CT radiation dose has been one of the top radiology headlines this year due to the publication of several studies linking radiation to cancer risk. But new research offers hope that CT radiation dose can be reduced, even across large healthcare systems.
CT’s link to cancer risk has been controversial, but most established models connect low-level radiation to cancer formation.
- The debate heated up this year with a September study linking radiation to pediatric blood cancers, following research in April claiming CT radiation would account for 5% of all cancers in the U.S. in a year at current dose levels.

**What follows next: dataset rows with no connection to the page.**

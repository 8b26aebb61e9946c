//! Parsing of `go` command options into [`SearchLimits`].

use std::fmt;
use std::str::FromStr;
use std::time::Duration;

use log::warn;
#[cfg(feature = "serde")]
use serde::{Deserialize, Serialize};

use crate::board::{Move, MoveParseError, Position};

/// Keywords that end a `searchmoves` list.
const KEYWORDS: [&str; 12] = [
    "searchmoves",
    "ponder",
    "wtime",
    "btime",
    "winc",
    "binc",
    "movestogo",
    "depth",
    "nodes",
    "mate",
    "movetime",
    "infinite",
];

/// Constraints governing how long or deep a search may run.
#[derive(Debug, Clone, Default, PartialEq, Eq)]
#[cfg_attr(feature = "serde", derive(Serialize, Deserialize))]
pub struct SearchLimits {
    pub depth: Option<u32>,
    pub nodes: Option<u64>,
    /// Search for a mate in this many moves
    pub mate: Option<u32>,
    pub movetime: Option<Duration>,
    pub wtime: Option<Duration>,
    pub btime: Option<Duration>,
    pub winc: Option<Duration>,
    pub binc: Option<Duration>,
    pub movestogo: Option<u32>,
    pub infinite: bool,
    pub ponder: bool,
    /// Root moves to consider; empty means all legal moves
    pub search_moves: Vec<Move>,
}

/// Error type for `go` option parsing failures
#[derive(Debug, Clone, PartialEq, Eq)]
pub enum LimitsError {
    /// Keyword given without its value
    MissingValue { keyword: &'static str },
    /// Keyword value is not a valid number
    InvalidValue { keyword: &'static str, value: String },
    /// Entry of a `searchmoves` list is not a legal move
    InvalidSearchMove { token: String, error: MoveParseError },
}

impl fmt::Display for LimitsError {
    fn fmt(&self, f: &mut fmt::Formatter<'_>) -> fmt::Result {
        match self {
            LimitsError::MissingValue { keyword } => {
                write!(f, "Missing value for '{keyword}'")
            }
            LimitsError::InvalidValue { keyword, value } => {
                write!(f, "Invalid value '{value}' for '{keyword}'")
            }
            LimitsError::InvalidSearchMove { token, error } => {
                write!(f, "Invalid search move '{token}': {error}")
            }
        }
    }
}

impl std::error::Error for LimitsError {}

impl SearchLimits {
    /// Parse the tokens following `go`. Unknown tokens are ignored;
    /// `searchmoves` entries are checked against `position`.
    pub fn parse(args: &[&str], position: &Position) -> Result<Self, LimitsError> {
        let mut limits = SearchLimits::default();
        let mut i = 0;
        while i < args.len() {
            let token = args[i];
            i += 1;
            match token {
                "depth" => limits.depth = Some(value(args, &mut i, "depth")?),
                "nodes" => limits.nodes = Some(value(args, &mut i, "nodes")?),
                "mate" => limits.mate = Some(value(args, &mut i, "mate")?),
                "movestogo" => limits.movestogo = Some(value(args, &mut i, "movestogo")?),
                "movetime" => limits.movetime = Some(millis(args, &mut i, "movetime")?),
                "wtime" => limits.wtime = Some(millis(args, &mut i, "wtime")?),
                "btime" => limits.btime = Some(millis(args, &mut i, "btime")?),
                "winc" => limits.winc = Some(millis(args, &mut i, "winc")?),
                "binc" => limits.binc = Some(millis(args, &mut i, "binc")?),
                "infinite" => limits.infinite = true,
                "ponder" => limits.ponder = true,
                "searchmoves" => {
                    while i < args.len() && !KEYWORDS.contains(&args[i]) {
                        let mv = position.parse_move(args[i]).map_err(|error| {
                            LimitsError::InvalidSearchMove {
                                token: args[i].to_string(),
                                error,
                            }
                        })?;
                        limits.search_moves.push(mv);
                        i += 1;
                    }
                }
                other => warn!("ignoring unknown go option '{other}'"),
            }
        }
        Ok(limits)
    }

    /// Deepest iteration allowed by these limits, capped at `max_depth`.
    #[must_use]
    pub fn depth_cap(&self, max_depth: u32) -> u32 {
        let mut cap = max_depth.max(1);
        if let Some(depth) = self.depth {
            cap = cap.min(depth.max(1));
        }
        if let Some(mate) = self.mate {
            cap = cap.min(mate.saturating_mul(2).saturating_sub(1).max(1));
        }
        cap
    }
}

/// Parse the value following the keyword at `args[*i - 1]`, advancing `i`.
fn value<T: FromStr>(args: &[&str], i: &mut usize, keyword: &'static str) -> Result<T, LimitsError> {
    let raw = args.get(*i).ok_or(LimitsError::MissingValue { keyword })?;
    *i += 1;
    raw.parse().map_err(|_| LimitsError::InvalidValue {
        keyword,
        value: (*raw).to_string(),
    })
}

/// Millisecond values may be negative on an overstepped clock; they clamp to zero.
fn millis(args: &[&str], i: &mut usize, keyword: &'static str) -> Result<Duration, LimitsError> {
    let ms: i64 = value(args, i, keyword)?;
    Ok(Duration::from_millis(ms.max(0) as u64))
}

#[cfg(test)]
mod tests {
    use super::*;

    fn parse(line: &str) -> Result<SearchLimits, LimitsError> {
        let args: Vec<&str> = line.split_whitespace().collect();
        SearchLimits::parse(&args, &Position::startpos())
    }

    #[test]
    fn test_parse_clock_fields() {
        let limits = parse("wtime 60000 btime 59000 winc 1000 binc 900 movestogo 20").unwrap();
        assert_eq!(limits.wtime, Some(Duration::from_millis(60_000)));
        assert_eq!(limits.btime, Some(Duration::from_millis(59_000)));
        assert_eq!(limits.winc, Some(Duration::from_millis(1_000)));
        assert_eq!(limits.binc, Some(Duration::from_millis(900)));
        assert_eq!(limits.movestogo, Some(20));
        assert!(!limits.infinite);
    }

    #[test]
    fn test_parse_flags_and_depth() {
        let limits = parse("infinite depth 7 nodes 5000").unwrap();
        assert!(limits.infinite);
        assert_eq!(limits.depth, Some(7));
        assert_eq!(limits.nodes, Some(5_000));
        assert!(parse("ponder").unwrap().ponder);
    }

    #[test]
    fn test_negative_clock_clamps_to_zero() {
        let limits = parse("wtime -150").unwrap();
        assert_eq!(limits.wtime, Some(Duration::ZERO));
    }

    #[test]
    fn test_unknown_tokens_are_ignored() {
        let limits = parse("frobnicate movetime 100 banana").unwrap();
        assert_eq!(limits.movetime, Some(Duration::from_millis(100)));
    }

    #[test]
    fn test_malformed_values_are_errors() {
        assert_eq!(
            parse("depth"),
            Err(LimitsError::MissingValue { keyword: "depth" })
        );
        assert_eq!(
            parse("movetime soon"),
            Err(LimitsError::InvalidValue {
                keyword: "movetime",
                value: "soon".to_string()
            })
        );
    }

    #[test]
    fn test_searchmoves_stop_at_keyword() {
        let limits = parse("searchmoves e2e4 d2d4 depth 3").unwrap();
        let moves: Vec<String> = limits.search_moves.iter().map(Move::to_string).collect();
        assert_eq!(moves, ["e2e4", "d2d4"]);
        assert_eq!(limits.depth, Some(3));

        assert!(matches!(
            parse("searchmoves e2e5"),
            Err(LimitsError::InvalidSearchMove { .. })
        ));
    }

    #[test]
    fn test_depth_cap() {
        assert_eq!(SearchLimits::default().depth_cap(64), 64);
        let limits = SearchLimits {
            depth: Some(5),
            ..SearchLimits::default()
        };
        assert_eq!(limits.depth_cap(64), 5);
        assert_eq!(limits.depth_cap(3), 3);
        let mate = SearchLimits {
            mate: Some(2),
            ..SearchLimits::default()
        };
        assert_eq!(mate.depth_cap(64), 3);
    }

    #[test]
    fn test_depth_cap_at_integer_limits() {
        let limits = parse("mate 4294967295 depth 4294967295").unwrap();
        assert_eq!(limits.depth_cap(64), 64);
        assert_eq!(parse("mate 3000000000").unwrap().depth_cap(10), 10);
    }
}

There are lots of great technologies for reducing CT radiation dose, from photon-counting CT to adjusting scanner parameters like mA and kVp, while image reconstruction algorithms can upscale noisy low-dose images to look like higher-quality exams.
- But the problem has always been getting these technologies into the hands of clinicians – and then making sure they use them, especially across large multi-center health systems, where dose can vary even within the same network.
Taking a crack at the problem were cardiologists from Lee Health Heart Institute in Fort Myers, Florida, in a new paper in JACC: Case Reports.
- They specifically looked at radiation dose for coronary CT angiography exams, determining that based on the literature an optimal radiation dose for CCTA should be ≤ 4 mSv – lower than the system’s 6.2 mSv median dose.
So they implemented several strategies for reducing CCTA dose…
- Standardizing scanning protocols that emphasized prospective ECG gating, reduced field of view, BMI-tailored tube voltage (kVp), and elimination of redundant imaging phases.
- Setting parameters for single-source CT at 100 kVp for patients with BMI <30 and 120 kVp for BMI ≥30, with prospective scanning for 60-80% of the cardiac cycle.
- Using similar kVp settings for dual-source CT scanners, but implementing systolic imaging between 250-450 milliseconds.
How well did it work? After reviewing the program, researchers found…
- System-wide radiation dose fell 23% (4.8 vs. 6.2 mSv).
- Diagnostic quality improved as measured by the acceptance rate for FFR-CT exams (93% vs. 91%).
- Dose consistency was achieved across locations despite differences in scanner models and practices.
The Takeaway
The new study on CCTA radiation dose shows that dose can be reduced system-wide while maintaining – and even improving – diagnostic image quality. Is it a problem that the research was led by cardiologists and not radiologists? Not if you’re a patient.